On 10 August 1716, Leopold Eberhard gave to his Sandersleben adoptive children the County of Coligny, jointly with his own biological legally surviving offspring; from them they were called Count/Countess of Sandersleben-Coligny. The official French recognition of this cession was confirmed on 5 February 1718 in Paris; six months later (15 August), the Duke contracted a second married with Élisabeth Charlotte Curie, sister of Henriette and also another of his mistresses.

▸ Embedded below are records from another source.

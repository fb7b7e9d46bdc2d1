use std::fmt;
use std::sync::atomic::{AtomicU64, Ordering};
use std::sync::Arc;

use arc_swap::ArcSwap;
use parking_lot::Mutex;
use tracing::info;

use super::hooks::{ConstructInterceptor, MessageInterceptor, SendInterceptor};
use crate::client::{AccessPoint, Consumer, Producer};

/// Handle returned by [`InterceptorRegistry::register`].
#[derive(Debug, Clone, Copy, PartialEq, Eq, Hash, PartialOrd, Ord)]
pub struct InterceptorId(u64);

/// One interceptor, tagged by what it intercepts.
#[derive(Clone)]
pub enum Interceptor {
    AccessPoint(Arc<dyn ConstructInterceptor<dyn AccessPoint>>),
    Producer(Arc<dyn ConstructInterceptor<dyn Producer>>),
    Consumer(Arc<dyn ConstructInterceptor<dyn Consumer>>),
    Send(Arc<dyn SendInterceptor>),
    OnMessage(Arc<dyn MessageInterceptor>),
}

impl Interceptor {
    #[must_use]
    pub fn kind(&self) -> &'static str {
        match self {
            Interceptor::AccessPoint(_) => "access_point",
            Interceptor::Producer(_) => "producer",
            Interceptor::Consumer(_) => "consumer",
            Interceptor::Send(_) => "send",
            Interceptor::OnMessage(_) => "on_message",
        }
    }
}

impl fmt::Debug for Interceptor {
    fn fmt(&self, f: &mut fmt::Formatter<'_>) -> fmt::Result {
        f.debug_tuple("Interceptor").field(&self.kind()).finish()
    }
}

#[derive(Debug)]
pub struct Registration {
    id: InterceptorId,
    name: String,
    interceptor: Interceptor,
}

impl Registration {
    #[must_use]
    pub fn id(&self) -> InterceptorId {
        self.id
    }

    #[must_use]
    pub fn name(&self) -> &str {
        &self.name
    }

    #[must_use]
    pub fn interceptor(&self) -> &Interceptor {
        &self.interceptor
    }
}

/// Registration-ordered list of interceptors.
///
/// Readers take an immutable snapshot; registration and removal publish a
/// new list. A composition or dispatch that already took its snapshot is
/// unaffected by later changes.
pub struct InterceptorRegistry {
    entries: ArcSwap<Vec<Arc<Registration>>>,
    next_id: AtomicU64,
    write_lock: Mutex<()>,
}

impl Default for InterceptorRegistry {
    fn default() -> Self {
        Self::new()
    }
}

impl InterceptorRegistry {
    #[must_use]
    pub fn new() -> Self {
        Self {
            entries: ArcSwap::from_pointee(Vec::new()),
            next_id: AtomicU64::new(1),
            write_lock: Mutex::new(()),
        }
    }

    /// Appends an interceptor. Registration order is application order.
    pub fn register(&self, name: impl Into<String>, interceptor: Interceptor) -> InterceptorId {
        let _guard = self.write_lock.lock();
        let id = InterceptorId(self.next_id.fetch_add(1, Ordering::Relaxed));
        let registration = Arc::new(Registration {
            id,
            name: name.into(),
            interceptor,
        });
        info!(
            interceptor = registration.name(),
            kind = registration.interceptor().kind(),
            "interceptor registered"
        );
        let current = self.entries.load();
        let mut next = Vec::with_capacity(current.len() + 1);
        next.extend(current.iter().cloned());
        next.push(registration);
        self.entries.store(Arc::new(next));
        id
    }

    /// Removes a registration. Returns `false` if the id is unknown.
    pub fn unregister(&self, id: InterceptorId) -> bool {
        let _guard = self.write_lock.lock();
        let current = self.entries.load();
        let Some(index) = current.iter().position(|r| r.id == id) else {
            return false;
        };
        let mut next: Vec<_> = current.iter().cloned().collect();
        let removed = next.remove(index);
        self.entries.store(Arc::new(next));
        info!(interceptor = removed.name(), "interceptor unregistered");
        true
    }

    #[must_use]
    pub fn snapshot(&self) -> Arc<Vec<Arc<Registration>>> {
        self.entries.load_full()
    }

    #[must_use]
    pub fn len(&self) -> usize {
        self.entries.load().len()
    }

    #[must_use]
    pub fn is_empty(&self) -> bool {
        self.len() == 0
    }
}
/// Undo log for operator state touched while a send is still undecided.
///
/// Stateful operators record how to reverse each change they make during
/// evaluation (a dedup key remembered, a join partner parked or claimed).
/// The send path rolls the ledger back when the send or batch fails and
/// simply drops it once the messages are delivered.
#[derive(Default)]
pub(crate) struct Ledger {
    undo: Vec<Box<dyn FnOnce() + Send>>,
}

impl Ledger {
    pub(crate) fn record(&mut self, undo: impl FnOnce() + Send + 'static) {
        self.undo.push(Box::new(undo));
    }

    /// Moves every entry of `other` into this ledger, keeping their order.
    pub(crate) fn absorb(&mut self, other: Ledger) {
        self.undo.extend(other.undo);
    }

    /// Reverts recorded changes, newest first.
    pub(crate) fn rollback(self) {
        for undo in self.undo.into_iter().rev() {
            undo();
        }
    }

    pub(crate) fn len(&self) -> usize {
        self.undo.len()
    }
}
// ---------------------------------------------------------------------------
// Errors
// ---------------------------------------------------------------------------

/// Errors raised while compiling or evaluating an expression.
#[derive(Debug, Clone, PartialEq, Eq, thiserror::Error)]
pub enum ExprError {
    #[error("parse error at offset {offset}: {message}")]
    Parse { offset: usize, message: String },
    #[error("type error: `{op}` cannot be applied to {detail}")]
    Type { op: &'static str, detail: String },
    #[error("division by zero")]
    DivisionByZero,
    #[error("integer overflow in `{op}`")]
    Overflow { op: &'static str },
}

fn parse_error(offset: usize, message: impl Into<String>) -> ExprError {
    ExprError::Parse {
        offset,
        message: message.into(),
    }
}

// ---------------------------------------------------------------------------
// Lexer
// ---------------------------------------------------------------------------

#[derive(Debug, Clone, PartialEq)]
enum Token {
    Ident(String),
    Str(String),
    Int(i64),
    LParen,
    RParen,
    LBracket,
    RBracket,
    Comma,
    Dot,
    Semi,
    Assign,
    Eq,
    Ne,
    Lt,
    Le,
    Gt,
    Ge,
    Match,
    And,
    Or,
    Not,
    Plus,
    Minus,
    Star,
    Slash,
    Percent,
}

struct Lexer<'a> {
    src: &'a str,
    chars: Peekable<CharIndices<'a>>,
}

impl<'a> Lexer<'a> {
    fn new(src: &'a str) -> Self {
        Self {
            src,
            chars: src.char_indices().peekable(),
        }
    }

    fn next_if(&mut self, expected: char) -> bool {
        self.chars.next_if(|&(_, c)| c == expected).is_some()
    }

    fn tokenize(mut self) -> Result<Vec<(Token, usize)>, ExprError> {
        let mut tokens = Vec::new();
        while let Some((offset, c)) = self.chars.next() {
            let token = match c {
                c if c.is_whitespace() => continue,
                '(' => Token::LParen,
                ')' => Token::RParen,
                '[' => Token::LBracket,
                ']' => Token::RBracket,
                ',' => Token::Comma,
                '.' => Token::Dot,
                ';' => Token::Semi,
                '+' => Token::Plus,
                '-' => Token::Minus,
                '*' => Token::Star,
                '/' => Token::Slash,
                '%' => Token::Percent,
                '=' if self.next_if('=') => Token::Eq,
                '=' if self.next_if('~') => Token::Match,
                '=' => Token::Assign,
                '!' if self.next_if('=') => Token::Ne,
                '!' => Token::Not,
                '<' if self.next_if('=') => Token::Le,
                '<' => Token::Lt,
                '>' if self.next_if('=') => Token::Ge,
                '>' => Token::Gt,
                '&' if self.next_if('&') => Token::And,
                '|' if self.next_if('|') => Token::Or,
                '\'' | '"' => Token::Str(self.string(offset, c)?),
                c if c.is_ascii_digit() => self.integer(offset)?,
                c if c.is_ascii_alphabetic() || c == '_' => self.ident(offset),
                other => return Err(parse_error(offset, format!("unexpected character `{other}`"))),
            };
            tokens.push((token, offset));
        }
        Ok(tokens)
    }

    fn string(&mut self, start: usize, quote: char) -> Result<String, ExprError> {
        let mut out = String::new();
        while let Some((offset, c)) = self.chars.next() {
            match c {
                c if c == quote => return Ok(out),
                '\\' => match self.chars.next() {
                    Some((_, 'n')) => out.push('\n'),
                    Some((_, 't')) => out.push('\t'),
                    Some((_, escaped @ ('\\' | '\'' | '"'))) => out.push(escaped),
                    Some((_, other)) => {
                        return Err(parse_error(offset, format!("unknown escape `\\{other}`")))
                    }
                    None => break,
                },
                c => out.push(c),
            }
        }
        Err(parse_error(start, "unterminated string literal"))
    }

    fn scan_while(&mut self, start: usize, pred: impl Fn(char) -> bool) -> &'a str {
        let mut end = start + 1;
        while let Some(&(offset, c)) = self.chars.peek() {
            if !pred(c) {
                break;
            }
            end = offset + c.len_utf8();
            self.chars.next();
        }
        &self.src[start..end]
    }

    fn integer(&mut self, start: usize) -> Result<Token, ExprError> {
        let text = self.scan_while(start, |c| c.is_ascii_digit());
        text.parse()
            .map(Token::Int)
            .map_err(|_| parse_error(start, format!("integer literal `{text}` out of range")))
    }

    fn ident(&mut self, start: usize) -> Token {
        let text = self.scan_while(start, |c| c.is_ascii_alphanumeric() || c == '_');
        Token::Ident(text.to_string())
    }
}

// ---------------------------------------------------------------------------
// AST
// ---------------------------------------------------------------------------

/// A readable message field.
#[derive(Debug, Clone, PartialEq, Eq)]
pub enum Field {
    Body,
    Topic,
    Property(String),
}

#[derive(Debug, Clone, Copy, PartialEq, Eq)]
enum BinOp {
    Eq,
    Ne,
    Lt,
    Le,
    Gt,
    Ge,
    Add,
    Sub,
    Mul,
    Div,
    Rem,
}

#[derive(Debug, Clone, Copy, PartialEq, Eq)]
enum Func {
    Len,
    Upper,
    Lower,
    Concat,
    Contains,
    StartsWith,
    Exists,
    Int,
    Str,
}

impl Func {
    fn lookup(name: &str) -> Option<Self> {
        Some(match name {
            "len" => Func::Len,
            "upper" => Func::Upper,
            "lower" => Func::Lower,
            "concat" => Func::Concat,
            "contains" => Func::Contains,
            "starts_with" => Func::StartsWith,
            "exists" => Func::Exists,
            "int" => Func::Int,
            "str" => Func::Str,
            _ => return None,
        })
    }

    fn accepts(self, argc: usize) -> bool {
        match self {
            Func::Concat => argc >= 1,
            Func::Contains | Func::StartsWith => argc == 2,
            _ => argc == 1,
        }
    }
}

#[derive(Debug, Clone)]
enum Node {
    Literal(Value),
    Field(Field),
    Not(Box<Node>),
    Neg(Box<Node>),
    And(Box<Node>, Box<Node>),
    Or(Box<Node>, Box<Node>),
    Binary(BinOp, Box<Node>, Box<Node>),
    Matches(Box<Node>, Regex),
    Call(Func, Vec<Node>),
}

#[derive(Debug, Clone)]
enum Statement {
    Assign(Field, Node),
    Unset(String),
}

// ---------------------------------------------------------------------------
// Parser
// ---------------------------------------------------------------------------

/// Deepest allowed nesting of parentheses, calls and unary operators.
const MAX_NESTING: usize = 128;
/// Most binary operators one source may chain.
const MAX_OPERATORS: usize = 1024;

struct Parser {
    tokens: Vec<(Token, usize)>,
    pos: usize,
    end: usize,
    depth: usize,
    operators: usize,
}
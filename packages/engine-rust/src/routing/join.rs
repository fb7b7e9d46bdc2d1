use std::collections::{HashMap, VecDeque};
use std::sync::Arc;
use std::time::Duration;

use anyhow::bail;
use parking_lot::Mutex;
use relay_core::{Expr, Message};
use tokio::sync::oneshot;

use super::ledger::Ledger;
use super::operator::Verdict;

/// How the joined message body is assembled.
#[derive(Debug, Clone, Copy, PartialEq, Eq)]
pub(crate) enum JoinBody {
    Left,
    Right,
    Concat,
}

impl JoinBody {
    pub(crate) fn parse(text: &str) -> Option<Self> {
        match text {
            "left" => Some(JoinBody::Left),
            "right" => Some(JoinBody::Right),
            "concat" => Some(JoinBody::Concat),
            _ => None,
        }
    }
}

type Key = Vec<u8>;

/// Correlates messages from the pipeline's source topic (left) with
/// messages from a second topic (right) sharing the same key.
///
/// Right messages are parked until a left message with the same key
/// arrives; at most one is parked per key (a newer one replaces it) and at
/// most `capacity` overall, oldest evicted first. A left message with no
/// parked partner waits up to `timeout` for one and fails otherwise.
///
/// Parking and claiming are recorded in the ledger, so a send that fails
/// later leaves the buffer as it found it. A right message handed straight
/// to a waiting left message is not undone.
pub(crate) struct Joiner {
    key: Expr,
    right_topic: String,
    timeout: Duration,
    capacity: usize,
    body: JoinBody,
    state: Arc<Mutex<JoinState>>,
}

#[derive(Default)]
struct JoinState {
    parked: HashMap<Key, (u64, Message)>,
    parked_order: VecDeque<(u64, Key)>,
    waiters: HashMap<Key, VecDeque<(u64, oneshot::Sender<Message>)>>,
    next_id: u64,
}

impl JoinState {
    fn next_id(&mut self) -> u64 {
        self.next_id += 1;
        self.next_id
    }

    fn take_parked(&mut self, key: &[u8]) -> Option<Message> {
        self.parked.remove(key).map(|(_, message)| message)
    }

    fn park(&mut self, key: Key, message: Message, capacity: usize) -> u64 {
        let id = self.next_id();
        self.parked.insert(key.clone(), (id, message));
        self.parked_order.push_back((id, key));
        while self.parked.len() > capacity {
            let Some((id, key)) = self.parked_order.pop_front() else {
                break;
            };
            if self.parked.get(&key).is_some_and(|(live, _)| *live == id) {
                self.parked.remove(&key);
            }
        }
        // entries for consumed or replaced messages are dropped lazily
        if self.parked_order.len() > capacity.saturating_mul(2) {
            let parked = &self.parked;
            self.parked_order
                .retain(|(id, key)| parked.get(key).is_some_and(|(live, _)| live == id));
        }
        id
    }

    /// Removes the parked message `id` for `key` if it is still there.
    fn unpark(&mut self, key: &[u8], id: u64) {
        if self.parked.get(key).is_some_and(|(live, _)| *live == id) {
            self.parked.remove(key);
        }
    }

    fn add_waiter(&mut self, key: Key) -> (u64, oneshot::Receiver<Message>) {
        let id = self.next_id();
        let (tx, rx) = oneshot::channel();
        self.waiters.entry(key).or_default().push_back((id, tx));
        (id, rx)
    }

    fn remove_waiter(&mut self, key: &[u8], id: u64) {
        if let Some(queue) = self.waiters.get_mut(key) {
            queue.retain(|(waiter, _)| *waiter != id);
            if queue.is_empty() {
                self.waiters.remove(key);
            }
        }
    }

    /// Hands `message` to the oldest live waiter for `key`, or returns it.
    fn hand_off(&mut self, key: &[u8], mut message: Message) -> Option<Message> {
        let Some(queue) = self.waiters.get_mut(key) else {
            return Some(message);
        };
        let mut unclaimed = None;
        loop {
            let Some((_, tx)) = queue.pop_front() else {
                unclaimed = Some(message);
                break;
            };
            match tx.send(message) {
                Ok(()) => break,
                // the waiter gave up; try the next one
                Err(returned) => message = returned,
            }
        }
        if queue.is_empty() {
            self.waiters.remove(key);
        }
        unclaimed
    }
}

impl Joiner {
    pub(crate) fn new(
        key: Expr,
        right_topic: String,
        timeout: Duration,
        capacity: usize,
        body: JoinBody,
    ) -> Self {
        Self {
            key,
            right_topic,
            timeout,
            capacity,
            body,
            state: Arc::new(Mutex::new(JoinState::default())),
        }
    }

    pub(crate) fn right_topic(&self) -> &str {
        &self.right_topic
    }

    pub(crate) async fn evaluate(&self, message: Message, ledger: &mut Ledger) -> anyhow::Result<Verdict> {
        let key = self.key.eval(&message)?;
        if key.is_null() {
            bail!("correlation key `{}` is null", self.key.source());
        }
        let key = key.canonical_bytes();

        if message.topic == self.right_topic {
            let mut state = self.state.lock();
            if let Some(unclaimed) = state.hand_off(&key, message) {
                let id = state.park(key.clone(), unclaimed, self.capacity);
                let shared = Arc::clone(&self.state);
                ledger.record(move || shared.lock().unpark(&key, id));
            }
            return Ok(Verdict::Drop);
        }

        let (id, mut rx) = {
            let mut state = self.state.lock();
            match state.take_parked(&key) {
                Some(right) => {
                    let shared = Arc::clone(&self.state);
                    let (restored, capacity) = (right.clone(), self.capacity);
                    let slot = key.clone();
                    ledger.record(move || {
                        let mut state = shared.lock();
                        if !state.parked.contains_key(&slot) {
                            state.park(slot, restored, capacity);
                        }
                    });
                    return Ok(Verdict::Forward(self.merge(message, right)));
                }
                None => state.add_waiter(key.clone()),
            }
        };

        match tokio::time::timeout(self.timeout, &mut rx).await {
            Ok(Ok(right)) => Ok(Verdict::Forward(self.merge(message, right))),
            Ok(Err(_)) => bail!("join state for `{}` was discarded", self.right_topic),
            Err(_) => {
                self.state.lock().remove_waiter(&key, id);
                // a partner may have arrived between the deadline and the removal
                if let Ok(right) = rx.try_recv() {
                    return Ok(Verdict::Forward(self.merge(message, right)));
                }
                bail!(
                    "no correlated message on `{}` within {}ms",
                    self.right_topic,
                    self.timeout.as_millis()
                )
            }
        }
    }

    /// Left properties win on conflict.
    fn merge(&self, left: Message, right: Message) -> Message {
        let Message {
            body, properties, ..
        } = right;
        let mut merged = left;
        for (k, v) in properties {
            merged.properties.entry(k).or_insert(v);
        }
        match self.body {
            JoinBody::Left => {}
            JoinBody::Right => merged.body = body,
            JoinBody::Concat => merged.body.extend_from_slice(&body),
        }
        merged
    }
}

#[cfg(test)]
mod tests {
    use std::sync::Arc;

    use super::*;

    impl Joiner {
        async fn check(&self, message: Message) -> anyhow::Result<Verdict> {
            self.evaluate(message, &mut Ledger::default()).await
        }
    }

    fn joiner(capacity: usize, timeout_ms: u64, body: JoinBody) -> Joiner {
        Joiner::new(
            Expr::parse("prop.order").unwrap(),
            "payments".to_string(),
            Duration::from_millis(timeout_ms),
            capacity,
            body,
        )
    }

    fn left(order: &str, body: &str) -> Message {
        Message::new("orders", body)
            .with_property("order", order)
            .with_property("side", "left")
    }

    fn right(order: &str, body: &str) -> Message {
        Message::new("payments", body)
            .with_property("order", order)
            .with_property("side", "right")
            .with_property("paid", "yes")
    }

    #[tokio::test]
    async fn parked_right_joins_with_left() {
        let j = joiner(8, 1_000, JoinBody::Concat);
        assert_eq!(j.check(right("1", "-pay")).await.unwrap(), Verdict::Drop);
        let Verdict::Forward(out) = j.check(left("1", "order")).await.unwrap() else {
            panic!("expected join");
        };
        assert_eq!(out.body, b"order-pay");
        assert_eq!(out.topic, "orders");
        assert_eq!(out.property("side"), Some("left"));
        assert_eq!(out.property("paid"), Some("yes"));
    }

    #[tokio::test]
    async fn waiting_left_is_released_by_right() {
        let j = Arc::new(joiner(8, 5_000, JoinBody::Right));
        let waiting = {
            let j = Arc::clone(&j);
            tokio::spawn(async move { j.check(left("7", "order")).await })
        };
        tokio::task::yield_now().await;
        // spin until the waiter is registered
        while j.state.lock().waiters.is_empty() {
            tokio::task::yield_now().await;
        }
        assert_eq!(j.check(right("7", "pay")).await.unwrap(), Verdict::Drop);
        let Verdict::Forward(out) = waiting.await.unwrap().unwrap() else {
            panic!("expected join");
        };
        assert_eq!(out.body, b"pay");
        assert!(j.state.lock().parked.is_empty());
    }

    #[tokio::test(start_paused = true)]
    async fn left_without_partner_times_out() {
        let j = joiner(8, 100, JoinBody::Left);
        let err = j.check(left("9", "order")).await.unwrap_err();
        assert!(err.to_string().contains("within 100ms"));
        assert!(j.state.lock().waiters.is_empty());
    }

    #[tokio::test]
    async fn buffer_evicts_oldest_parked() {
        let j = joiner(2, 10, JoinBody::Left);
        for order in ["1", "2", "3"] {
            j.check(right(order, "")).await.unwrap();
        }
        let state = j.state.lock();
        assert_eq!(state.parked.len(), 2);
        assert!(!state.parked.contains_key(&relay_core::Value::Str("1".into()).canonical_bytes()));
    }

    #[tokio::test]
    async fn rollback_restores_the_buffer() {
        let j = joiner(8, 10, JoinBody::Left);
        let mut parking = Ledger::default();
        j.evaluate(right("1", ""), &mut parking).await.unwrap();
        assert_eq!(j.state.lock().parked.len(), 1);
        parking.rollback();
        assert!(j.state.lock().parked.is_empty());

        j.check(right("2", "pay")).await.unwrap();
        let mut claiming = Ledger::default();
        let verdict = j.evaluate(left("2", "order"), &mut claiming).await.unwrap();
        assert!(matches!(verdict, Verdict::Forward(_)));
        assert!(j.state.lock().parked.is_empty());
        claiming.rollback();
        let Verdict::Forward(out) = j.check(left("2", "again")).await.unwrap() else {
            panic!("restored partner must join");
        };
        assert_eq!(out.property("paid"), Some("yes"));
    }

    #[tokio::test]
    async fn null_key_is_an_error() {
        let j = joiner(2, 10, JoinBody::Left);
        assert!(j.check(Message::new("orders", "")).await.is_err());
    }

    #[test]
    fn join_body_parsing() {
        assert_eq!(JoinBody::parse("concat"), Some(JoinBody::Concat));
        assert_eq!(JoinBody::parse("middle"), None);
    }
}
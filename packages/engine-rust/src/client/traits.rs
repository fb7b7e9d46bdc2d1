use std::sync::Arc;

use async_trait::async_trait;
use relay_core::{Message, Properties};

use super::batch::BatchProducer;
use super::producer::SendReceipt;
use crate::error::RoutingError;

/// Anything an interceptor can decorate exposes its construction properties.
pub trait Component: Send + Sync {
    fn properties(&self) -> &Properties;
}

/// Entry point that creates producers and consumers.
pub trait AccessPoint: Component {
    fn create_producer(&self) -> Arc<dyn Producer>;

    fn create_consumer(&self, queue: &str) -> Arc<dyn Consumer>;

    /// Batch producers are not decorated by producer interceptors; send
    /// hooks still fire for every message at commit.
    fn create_batch_producer(&self) -> BatchProducer;
}

#[async_trait]
pub trait Producer: Component {
    /// Routes and delivers one message.
    async fn send(&self, message: Message) -> Result<SendReceipt, RoutingError>;
}

#[async_trait]
pub trait Consumer: Component {
    fn queue(&self) -> &str;

    /// Pulls one message and hands it to `listener`. Returns `None` when the
    /// queue is empty, otherwise the listener's result. A failed message is
    /// not redelivered.
    async fn receive(&self, listener: &dyn MessageListener) -> Option<anyhow::Result<()>>;
}

#[async_trait]
pub trait MessageListener: Send + Sync {
    async fn on_message(&self, message: &Message) -> anyhow::Result<()>;
}
use std::sync::Arc;

use relay_core::Properties;

use super::batch::BatchProducer;
use super::consumer::QueueConsumer;
use super::producer::{RoutedProducer, SendPath};
use super::traits::{AccessPoint, Component, Consumer, Producer};
use crate::interceptor::{Composer, HookDispatcher};
use crate::queue::QueueSource;

/// Access point that builds routed producers and queue consumers, passing
/// each through the registered construction interceptors.
pub struct DefaultAccessPoint {
    properties: Properties,
    path: SendPath,
    source: Arc<dyn QueueSource>,
    composer: Composer,
    hooks: HookDispatcher,
}

impl DefaultAccessPoint {
    pub(crate) fn new(
        properties: Properties,
        path: SendPath,
        source: Arc<dyn QueueSource>,
        composer: Composer,
        hooks: HookDispatcher,
    ) -> Self {
        Self {
            properties,
            path,
            source,
            composer,
            hooks,
        }
    }
}

impl Component for DefaultAccessPoint {
    fn properties(&self) -> &Properties {
        &self.properties
    }
}

impl AccessPoint for DefaultAccessPoint {
    fn create_producer(&self) -> Arc<dyn Producer> {
        let base = RoutedProducer::new(self.properties.clone(), self.path.clone(), self.hooks.clone());
        self.composer.compose_producer(Arc::new(base))
    }

    fn create_consumer(&self, queue: &str) -> Arc<dyn Consumer> {
        let base = QueueConsumer::new(
            queue,
            self.properties.clone(),
            Arc::clone(&self.source),
            self.hooks.clone(),
        );
        self.composer.compose_consumer(Arc::new(base))
    }

    fn create_batch_producer(&self) -> BatchProducer {
        BatchProducer::new(self.properties.clone(), self.path.clone(), self.hooks.clone())
    }
}
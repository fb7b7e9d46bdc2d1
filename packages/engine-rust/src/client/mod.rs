//! Producer, consumer and access point surface.

mod access_point;
mod batch;
mod consumer;
mod producer;
mod promise;
mod traits;

pub use access_point::DefaultAccessPoint;
pub use batch::BatchProducer;
pub use consumer::QueueConsumer;
pub use producer::{Delivery, ProducerExt, RoutedProducer, SendReceipt};
pub(crate) use producer::SendPath;
pub use promise::Promise;
pub use traits::{AccessPoint, Component, Consumer, MessageListener, Producer};
use std::sync::Arc;

use relay_core::Properties;
use tracing::info;

use crate::client::{AccessPoint, DefaultAccessPoint, SendPath};
use crate::config::EngineConfig;
use crate::interceptor::{Composer, HookDispatcher, InterceptorRegistry};
use crate::queue::InMemoryQueues;
use crate::routing::{OperatorFactory, RoutingTable};

/// Wires the routing table, interceptor registry and queue store together
/// and hands out access points.
pub struct MessagingEngine {
    config: EngineConfig,
    interceptors: Arc<InterceptorRegistry>,
    routing: Arc<RoutingTable>,
    queues: Arc<InMemoryQueues>,
}

impl Default for MessagingEngine {
    fn default() -> Self {
        Self::new(EngineConfig::default())
    }
}

impl MessagingEngine {
    #[must_use]
    pub fn new(config: EngineConfig) -> Self {
        let routing = Arc::new(RoutingTable::new(OperatorFactory::new(&config)));
        info!(
            node_id = %config.node_id,
            dedup_window = config.dedup_window,
            join_timeout_ms = config.join_timeout_ms,
            rpc_timeout_ms = config.rpc_timeout_ms,
            "messaging engine created"
        );
        Self {
            config,
            interceptors: Arc::new(InterceptorRegistry::new()),
            routing,
            queues: Arc::new(InMemoryQueues::new()),
        }
    }

    #[must_use]
    pub fn config(&self) -> &EngineConfig {
        &self.config
    }

    #[must_use]
    pub fn interceptors(&self) -> &Arc<InterceptorRegistry> {
        &self.interceptors
    }

    #[must_use]
    pub fn routing(&self) -> &Arc<RoutingTable> {
        &self.routing
    }

    #[must_use]
    pub fn queues(&self) -> &Arc<InMemoryQueues> {
        &self.queues
    }

    /// Builds an access point, decorated by the access point interceptors
    /// registered at this moment. Producers and consumers it creates are
    /// decorated by the interceptors registered when they are created.
    #[must_use]
    pub fn access_point(&self, properties: Properties) -> Arc<dyn AccessPoint> {
        let composer = Composer::new(Arc::clone(&self.interceptors));
        let base = DefaultAccessPoint::new(
            properties,
            SendPath::new(Arc::clone(&self.routing), self.queues.clone()),
            self.queues.clone(),
            composer.clone(),
            HookDispatcher::new(Arc::clone(&self.interceptors)),
        );
        composer.compose_access_point(Arc::new(base))
    }
}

They had six children (some of them born before the wedding and subsequently legitimized), of whom only two survived to adulthood:

- Baroness Henriette Hedwig de l'Esperance (b. 22 April 1711 – d. 1728), born before their parents' marriage, was legitimized.
- Baron Leopold Eberhard de l'Esperance (b. 28 July 1712 – d. Ostheim, 13 September 1730), born before their parents' marriage, was legitimized.
- Baron George de l'Esperance (b. 8 November 1714 – d. 12 January 1715), born and died before their parents' marriage.
- Baron Karl Leopold de l'Esperance (b. 1716 – d. 25 July 1793), born before their parents' marriage, was legitimized; Imperial Count of Horneburg since 1761. Married three times: firstly on 16 May 1741 with Maria Jose de Fuentes de Toledo de Castilla (b. 1718/19 – d. 30 June 1752), secondly with Baroness Elisabeth Charlotte von Malsen-Tilborch, and thirdly on 15 July 1783 with Marie Judith de la Riviere (b. 4 January 1748 – d. Orléans, 28 May 1834).
- Baroness Elisabeth Charlotte de l'Esperance (b. 31 December 1717 – d. 1729), born before their parents' marriage, was legitimized
- Baron George Frederick de l'Esperance (b. Montbéliard, 16 August 1722 – d. Graz, 20 January 1760), married Countess Therese von Hartig (b. 1 September 1728 – 23 March 1797).

===Succession and death===
A major scandal erupted when in 1719, Leopold Eberhard arranged the marriage of his two surviving children from his first marriage with his Sandersleben adopted children, who are in all probability his own biological offspring; in addition, the Duke began to sought to have all of his children declared legitimate and apt to succeed him, despite the previously signed Wilbader Treaty (18 May 1715) with his kinsman Eberhard Louis, Duke of Württemberg, where he recognized that he never married according to the family laws and that none of his children had any succession rights. In 1721, Leopold Eberhard asked the Emperor the recognition of his second marriage and the title of Hereditary Prince of Montbéliard for his oldest surviving son Count George Leopold of Sponeck, but his efforts were unsuccessful.

Leopold Eberhard died on 25 March 1723 aged 53 and was buried on 27 March at night without much ceremony in the crypt of the Church of Saint-Maimbœuf of Montbéliard.

The Duke's children Count Georg Leopold of Sponeck as well as the Barons de l'Espérance sued, but their claims were rejected by the Reichshofrat on 8 April 1723, which said that "according to the known laws and customs of Germany and the family compact of 1617, the children were unable to inherit to the princely dignity and to succeed to the immediate imperial estates and fiefs". The children then took the dispute to French courts, which sequestered the estates in Mömpelgard (Montbéliard). Finally the French courts rejected their claims in 1747 and in 1748 the duke of Würtemberg came into possession of Mömpelgard. The dispute dragged on for years and the duke's descendants did not give in until 1761.